Many Punjabis feel that the state no longer carries the prestige and political influence it enjoyed in the 1980s, when India’s food security depended on it. The loss of clout has little to do with having just 13 MPs. The rise of a government-aided agrarian economy over the years has eroded the leverage once Punjab enjoyed.
For nearly three decades after the Green Revolution, Punjab occupied a position of rare national centrality. Its wheat and paddy fields did more than sustain local prosperity; they underwrote India’s food security. In the 1970s and 1980s, Punjab alone supplied well over half of the wheat procured for the central pool and a substantial share of rice. Along with Haryana, it accounted for nearly three-fourths of national grain procurement at a time when buffer stocks were thin and food scarcity a lived memory.

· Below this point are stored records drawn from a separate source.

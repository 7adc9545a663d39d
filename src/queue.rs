//! Fixed-capacity blocking queue with a one-way completion signal.
//!
//! [`BoundedQueue`] is the building block for pipeline flow control: producers
//! block (or time out) when the queue is full, consumers block (or time out)
//! when it is empty, and a completion flag lets a producer say "no more input"
//! without losing items that are still buffered.
//!
//! # Key Types
//!
//! - [`BoundedQueue`]: the queue itself
//! - [`TakeOutcome`]: result of a bounded-wait take
//! - [`AddError`]: rejected adds, carrying the item back to the caller
//! - [`QueueStats`]: per-queue statistics snapshot

use parking_lot::{Condvar, Mutex};
use std::collections::VecDeque;
use std::sync::atomic::{AtomicU64, Ordering};
use std::time::{Duration, Instant};
use thiserror::Error;

/// Outcome of a bounded-wait take.
#[derive(Debug, PartialEq, Eq)]
pub enum TakeOutcome<T> {
    /// The oldest buffered item was dequeued.
    Item(T),
    /// No item became available before the deadline; the queue is still open.
    TimedOut,
    /// The queue is complete and every buffered item has been taken.
    Drained,
}

impl<T> TakeOutcome<T> {
    /// Unwrap the item, if any.
    pub fn into_item(self) -> Option<T> {
        match self {
            TakeOutcome::Item(item) => Some(item),
            TakeOutcome::TimedOut | TakeOutcome::Drained => None,
        }
    }
}

/// Error returned when an add cannot be accepted.
///
/// The rejected item is handed back so the caller can retry it elsewhere.
#[derive(Debug, Error, PartialEq, Eq)]
pub enum AddError<T> {
    /// The queue is complete; no further items may be added.
    #[error("queue is closed to new items")]
    Closed(T),
    /// No capacity became available before the deadline.
    #[error("no capacity became available before the deadline")]
    Timeout(T),
}

impl<T> AddError<T> {
    /// Recover the rejected item.
    pub fn into_item(self) -> T {
        match self {
            AddError::Closed(item) | AddError::Timeout(item) => item,
        }
    }
}

/// Statistics snapshot for a single queue.
#[derive(Debug, Clone, Default)]
pub struct QueueStats {
    /// Total items accepted.
    pub total_added: u64,
    /// Total items taken.
    pub total_taken: u64,
    /// Peak buffered length observed.
    pub peak_len: u64,
    /// Cumulative time adders spent blocked waiting for capacity.
    pub add_blocked: Duration,
    /// Cumulative time takers spent blocked waiting for data.
    pub take_blocked: Duration,
}

struct Inner<T> {
    items: VecDeque<T>,
    complete: bool,
}

/// A fixed-capacity, thread-safe FIFO with blocking put/take and completion.
///
/// The buffered count never exceeds the capacity given at construction. Once
/// [`complete`](BoundedQueue::complete) is called no further items are
/// accepted, but buffered items remain takeable until drained; only then do
/// takers see [`TakeOutcome::Drained`].
///
/// Each queue synchronizes itself with its own lock/condvar pair, so a group
/// of queues distributes contention across members rather than funneling
/// through one lock.
///
/// # Example
///
/// ```
/// use conveyor::queue::BoundedQueue;
///
/// let queue = BoundedQueue::new(2);
/// queue.add(1).unwrap();
/// queue.add(2).unwrap();
/// queue.complete();
///
/// assert_eq!(queue.take(), Some(1));
/// assert_eq!(queue.take(), Some(2));
/// assert_eq!(queue.take(), None); // complete and drained
/// ```
pub struct BoundedQueue<T> {
    capacity: usize,
    inner: Mutex<Inner<T>>,
    not_full: Condvar,
    not_empty: Condvar,

    // Stats
    total_added: AtomicU64,
    total_taken: AtomicU64,
    peak_len: AtomicU64,
    add_blocked_ns: AtomicU64,
    take_blocked_ns: AtomicU64,
}

impl<T> BoundedQueue<T> {
    /// Create a queue holding at most `capacity` items.
    ///
    /// # Panics
    ///
    /// Panics if `capacity` is zero.
    #[must_use]
    pub fn new(capacity: usize) -> Self {
        assert!(capacity >= 1, "queue capacity must be at least 1");
        Self {
            capacity,
            inner: Mutex::new(Inner { items: VecDeque::with_capacity(capacity), complete: false }),
            not_full: Condvar::new(),
            not_empty: Condvar::new(),
            total_added: AtomicU64::new(0),
            total_taken: AtomicU64::new(0),
            peak_len: AtomicU64::new(0),
            add_blocked_ns: AtomicU64::new(0),
            take_blocked_ns: AtomicU64::new(0),
        }
    }

    // ========== Producer Side ==========

    /// Add an item, blocking while the queue is full.
    ///
    /// Wakes one waiting taker on success.
    ///
    /// # Errors
    ///
    /// Returns [`AddError::Closed`] with the item if the queue is complete.
    pub fn add(&self, item: T) -> Result<(), AddError<T>> {
        let mut inner = self.inner.lock();
        if !inner.complete && inner.items.len() == self.capacity {
            let blocked_at = Instant::now();
            self.not_full
                .wait_while(&mut inner, |inner| !inner.complete && inner.items.len() == self.capacity);
            self.record_blocked(&self.add_blocked_ns, blocked_at);
        }
        if inner.complete {
            return Err(AddError::Closed(item));
        }
        self.push_locked(&mut inner, item);
        Ok(())
    }

    /// Add an item, waiting at most `timeout` for capacity.
    ///
    /// A zero timeout makes a single immediate attempt.
    ///
    /// # Errors
    ///
    /// Returns [`AddError::Closed`] if the queue is complete, or
    /// [`AddError::Timeout`] if it stayed full past the deadline. Both carry
    /// the rejected item.
    pub fn try_add(&self, item: T, timeout: Duration) -> Result<(), AddError<T>> {
        let mut inner = self.inner.lock();
        if !inner.complete && inner.items.len() == self.capacity && !timeout.is_zero() {
            let deadline = Instant::now() + timeout;
            let blocked_at = Instant::now();
            self.not_full.wait_while_until(
                &mut inner,
                |inner| !inner.complete && inner.items.len() == self.capacity,
                deadline,
            );
            self.record_blocked(&self.add_blocked_ns, blocked_at);
        }
        if inner.complete {
            return Err(AddError::Closed(item));
        }
        if inner.items.len() == self.capacity {
            return Err(AddError::Timeout(item));
        }
        self.push_locked(&mut inner, item);
        Ok(())
    }

    // ========== Consumer Side ==========

    /// Take the oldest item, blocking while the queue is empty and open.
    ///
    /// Returns `None` once the queue is complete and drained.
    pub fn take(&self) -> Option<T> {
        let mut inner = self.inner.lock();
        if inner.items.is_empty() && !inner.complete {
            let blocked_at = Instant::now();
            self.not_empty.wait_while(&mut inner, |inner| inner.items.is_empty() && !inner.complete);
            self.record_blocked(&self.take_blocked_ns, blocked_at);
        }
        self.pop_locked(&mut inner)
    }

    /// Take the oldest item, waiting at most `timeout` for data.
    ///
    /// A zero timeout makes a single immediate attempt.
    pub fn try_take(&self, timeout: Duration) -> TakeOutcome<T> {
        let mut inner = self.inner.lock();
        if inner.items.is_empty() && !inner.complete && !timeout.is_zero() {
            let deadline = Instant::now() + timeout;
            let blocked_at = Instant::now();
            self.not_empty.wait_while_until(
                &mut inner,
                |inner| inner.items.is_empty() && !inner.complete,
                deadline,
            );
            self.record_blocked(&self.take_blocked_ns, blocked_at);
        }
        match self.pop_locked(&mut inner) {
            Some(item) => TakeOutcome::Item(item),
            None if inner.complete => TakeOutcome::Drained,
            None => TakeOutcome::TimedOut,
        }
    }

    // ========== Completion ==========

    /// Mark the queue complete. Idempotent.
    ///
    /// Wakes every blocked adder and taker so they observe the new state:
    /// adds fail, takes drain the remaining items and then report
    /// [`TakeOutcome::Drained`].
    pub fn complete(&self) {
        let mut inner = self.inner.lock();
        if !inner.complete {
            inner.complete = true;
            self.not_full.notify_all();
            self.not_empty.notify_all();
        }
    }

    // ========== Observers ==========

    /// Maximum number of buffered items.
    #[must_use]
    pub fn capacity(&self) -> usize {
        self.capacity
    }

    /// Current number of buffered items.
    #[must_use]
    pub fn len(&self) -> usize {
        self.inner.lock().items.len()
    }

    /// Check whether no items are buffered.
    #[must_use]
    pub fn is_empty(&self) -> bool {
        self.inner.lock().items.is_empty()
    }

    /// Check whether the completion flag is set (items may remain buffered).
    #[must_use]
    pub fn is_complete(&self) -> bool {
        self.inner.lock().complete
    }

    /// Check whether the queue is complete *and* empty.
    #[must_use]
    pub fn is_drained(&self) -> bool {
        let inner = self.inner.lock();
        inner.complete && inner.items.is_empty()
    }

    /// Snapshot the queue's statistics.
    #[must_use]
    pub fn stats(&self) -> QueueStats {
        QueueStats {
            total_added: self.total_added.load(Ordering::Relaxed),
            total_taken: self.total_taken.load(Ordering::Relaxed),
            peak_len: self.peak_len.load(Ordering::Relaxed),
            add_blocked: Duration::from_nanos(self.add_blocked_ns.load(Ordering::Relaxed)),
            take_blocked: Duration::from_nanos(self.take_blocked_ns.load(Ordering::Relaxed)),
        }
    }

    // ========== Internals ==========

    fn push_locked(&self, inner: &mut Inner<T>, item: T) {
        inner.items.push_back(item);
        self.total_added.fetch_add(1, Ordering::Relaxed);

        // Update peak using CAS loop
        let len = inner.items.len() as u64;
        let mut peak = self.peak_len.load(Ordering::Relaxed);
        while len > peak {
            match self.peak_len.compare_exchange_weak(peak, len, Ordering::Relaxed, Ordering::Relaxed)
            {
                Ok(_) => break,
                Err(p) => peak = p,
            }
        }

        self.not_empty.notify_one();
    }

    fn pop_locked(&self, inner: &mut Inner<T>) -> Option<T> {
        let item = inner.items.pop_front()?;
        self.total_taken.fetch_add(1, Ordering::Relaxed);
        self.not_full.notify_one();
        Some(item)
    }

    #[allow(clippy::cast_possible_truncation)]
    fn record_blocked(&self, counter: &AtomicU64, blocked_at: Instant) {
        counter.fetch_add(blocked_at.elapsed().as_nanos() as u64, Ordering::Relaxed);
    }
}

impl<T> std::fmt::Debug for BoundedQueue<T> {
    fn fmt(&self, f: &mut std::fmt::Formatter<'_>) -> std::fmt::Result {
        let inner = self.inner.lock();
        f.debug_struct("BoundedQueue")
            .field("capacity", &self.capacity)
            .field("len", &inner.items.len())
            .field("complete", &inner.complete)
            .finish()
    }
}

This indispensability translated directly into political heft. Punjab mattered because the country needed it. Its concerns could not be ignored, its voice carried weight, and its farmers were seen not merely as producers but as partners in a national project. Political influence flowed naturally from economic centrality.
Over the last two decades, this structure changed fundamentally. India’s foodgrain production expanded dramatically, crossing levels unimaginable during the Green Revolution years. Procurement systems matured across a wider geography. States such as Madhya Pradesh emerged as major wheat suppliers, while Chhattisgarh, Telangana, Odisha and Andhra Pradesh became significant contributors to rice procurement. The national food system grew resilient, diversified and surplus-rich.
This transformation did not reflect any failure on Punjab’s part. Its productivity remained high, its farmers efficient, and its procurement systems robust. What changed was the Centre’s dependence. India no longer needed one state to guarantee food security. Punjab’s role shifted from being indispensable to being important—but replaceable. The political consequences of this shift were inevitable, though not immediately recognised.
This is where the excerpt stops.